------ SUPPLIED MATERIAL ------

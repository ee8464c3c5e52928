//! Telemetry ingestion from gateway devices.
//!
//! Every inbound message on a recognized telemetry topic yields exactly
//! one audit row: tagged with the decoded event kind, or with the
//! anomaly that terminated processing (`unknown-gateway`,
//! `decode-failure`, `unknown-lock`). Redelivered messages append
//! duplicate rows by design; the audit trail is not deduplicated.
//!
//! Status updates go through the store's event-time-conditional write,
//! so they are idempotent and reordered or redelivered reports can
//! never roll a lock's state backwards.

use doorsync_core::{GatewayId, LogKind, NewGatewayLog};
use doorsync_proto::{Channel, TelemetryEvent, TopicScheme};
use doorsync_store::{EntityStore, StoreResult};
use std::sync::Arc;

/// What ingesting one message did.
#[derive(Debug, Clone, Copy, PartialEq, Eq)]
pub enum IngestOutcome {
    /// Event logged and a lock status applied
    Applied,
    /// Event logged; it carried no status to apply
    Logged,
    /// Event logged but its status was older than the stored one
    Stale,
    /// Payload could not be decoded; anomaly logged
    DecodeFailure,
    /// Topic named a gateway missing from the store; anomaly logged
    UnknownGateway,
    /// Event referenced a lock missing from the store; anomaly logged
    UnknownLock,
    /// Topic was outside the scheme; nothing could be attributed
    Ignored,
    /// A store failure forced the message to be dropped
    Dropped,
}

/// Consumes device-origin messages and writes them through the store.
pub struct TelemetryIngestor<S> {
    store: Arc<S>,
    topics: TopicScheme,
}

impl<S: EntityStore> TelemetryIngestor<S> {
    /// Create an ingestor over the entity store.
    pub fn new(store: Arc<S>, topics: TopicScheme) -> Self {
        Self { store, topics }
    }

    /// Handle one inbound message.
    ///
    /// Never fails: store errors are logged and the message dropped, so
    /// one bad message cannot stall the subscription.
    pub fn handle_message(&self, topic: &str, payload: &[u8]) -> IngestOutcome {
        let Some((gateway_id, channel)) = self.topics.parse(topic) else {
            tracing::warn!(topic, "Ignoring message on unrecognized topic");
            return IngestOutcome::Ignored;
        };
        if channel != Channel::Telemetry {
            tracing::warn!(topic, "Ignoring non-telemetry message");
            return IngestOutcome::Ignored;
        }

        match self.ingest(&gateway_id, payload) {
            Ok(outcome) => outcome,
            Err(err) => {
                tracing::error!(
                    error = %err,
                    gateway = %gateway_id,
                    "Dropping telemetry message after store failure"
                );
                IngestOutcome::Dropped
            }
        }
    }

    fn ingest(&self, gateway_id: &GatewayId, payload: &[u8]) -> StoreResult<IngestOutcome> {
        if self.store.get_gateway(gateway_id)?.is_none() {
            tracing::warn!(gateway = %gateway_id, "Telemetry from unknown gateway");
            self.append_log(gateway_id, LogKind::UnknownGateway, payload)?;
            return Ok(IngestOutcome::UnknownGateway);
        }

        let event = match TelemetryEvent::from_json(payload) {
            Ok(event) => event,
            Err(err) => {
                tracing::warn!(
                    error = %err,
                    gateway = %gateway_id,
                    payload_len = payload.len(),
                    "Undecodable telemetry payload"
                );
                self.append_log(gateway_id, LogKind::DecodeFailure, payload)?;
                return Ok(IngestOutcome::DecodeFailure);
            }
        };

        // Status-bearing events must name a lock we know about.
        let status_target = event
            .lock_id
            .filter(|_| event.kind.carries_status() && event.status.is_some());
        if let Some(lock_id) = status_target {
            if self.store.get_doorlock(lock_id)?.is_none() {
                tracing::warn!(gateway = %gateway_id, lock = %lock_id, "Telemetry for unknown lock");
                self.append_log(gateway_id, LogKind::UnknownLock, payload)?;
                return Ok(IngestOutcome::UnknownLock);
            }
        }

        self.append_log(gateway_id, event.kind.into(), payload)?;
        self.store
            .update_gateway_last_seen(gateway_id, event.timestamp)?;

        let Some(lock_id) = status_target else {
            return Ok(IngestOutcome::Logged);
        };
        let Some(status) = event.status else {
            return Ok(IngestOutcome::Logged);
        };

        let applied = self.store.update_doorlock_status(
            lock_id,
            status,
            event.timestamp,
            event.command_id,
        )?;
        if applied {
            tracing::debug!(
                gateway = %gateway_id,
                lock = %lock_id,
                status = %status,
                "Applied reported lock status"
            );
            Ok(IngestOutcome::Applied)
        } else {
            // Expected under broker redelivery and reordering.
            tracing::debug!(gateway = %gateway_id, lock = %lock_id, "Discarded stale status report");
            Ok(IngestOutcome::Stale)
        }
    }

    fn append_log(&self, gateway_id: &GatewayId, kind: LogKind, payload: &[u8]) -> StoreResult<()> {
        self.store
            .append_gateway_log(&NewGatewayLog::new(gateway_id.as_str(), kind, payload))?;
        Ok(())
    }
}
//! # DoorSync CLI
//!
//! Command-line utilities for inspecting and debugging the gateway
//! wire protocol.

use anyhow::{Context, Result};
use doorsync_core::{GatewayId, LockId, LockStatus};
use doorsync_proto::{Channel, CommandMessage, TopicScheme};
use std::env;

fn main() -> Result<()> {
    let args: Vec<String> = env::args().collect();

    if args.len() < 2 {
        print_help();
        return Ok(());
    }

    let scheme = TopicScheme::default();

    match args[1].as_str() {
        "topic" => {
            if args.len() < 3 {
                eprintln!("Usage: doorsync topic <gateway-id>");
                std::process::exit(1);
            }
            let gateway: GatewayId = args[2].parse().context("Invalid gateway id")?;
            println!("command:   {}", scheme.command(&gateway));
            println!("telemetry: {}", scheme.telemetry(&gateway));
        }
        "parse" => {
            if args.len() < 3 {
                eprintln!("Usage: doorsync parse <topic>");
                std::process::exit(1);
            }
            let (gateway, channel) = scheme
                .parse(&args[2])
                .context("Topic is outside the gateway scheme")?;
            let channel = match channel {
                Channel::Command => "command",
                Channel::Telemetry => "telemetry",
            };
            println!("gateway: {gateway}");
            println!("channel: {channel}");
        }
        "sample-command" => {
            if args.len() < 3 {
                eprintln!("Usage: doorsync sample-command <lock-id>");
                std::process::exit(1);
            }
            let lock_id: i64 = args[2].parse().context("Invalid lock id")?;
            let command =
                CommandMessage::sync_lock(LockId(lock_id), LockStatus::Locked, Vec::new());
            println!("{}", serde_json::to_string_pretty(&command)?);
        }
        "help" | "--help" | "-h" => {
            print_help();
        }
        cmd => {
            eprintln!("Unknown command: {cmd}");
            print_help();
            std::process::exit(1);
        }
    }

    Ok(())
}

fn print_help() {
    println!(
        r"DoorSync CLI

USAGE:
    doorsync <COMMAND> [OPTIONS]

COMMANDS:
    topic <gateway-id>        Print the command and telemetry topics of a gateway
    parse <topic>             Parse a topic into gateway and channel
    sample-command <lock-id>  Print a sample sync command payload
    help                      Show this help message

EXAMPLES:
    doorsync topic gw-entrance-01
    doorsync parse gateway/gw-entrance-01/telemetry
    doorsync sample-command 7
"
    );
}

------

A single number is the whole answer: the tally of lines above that contain "messages".

2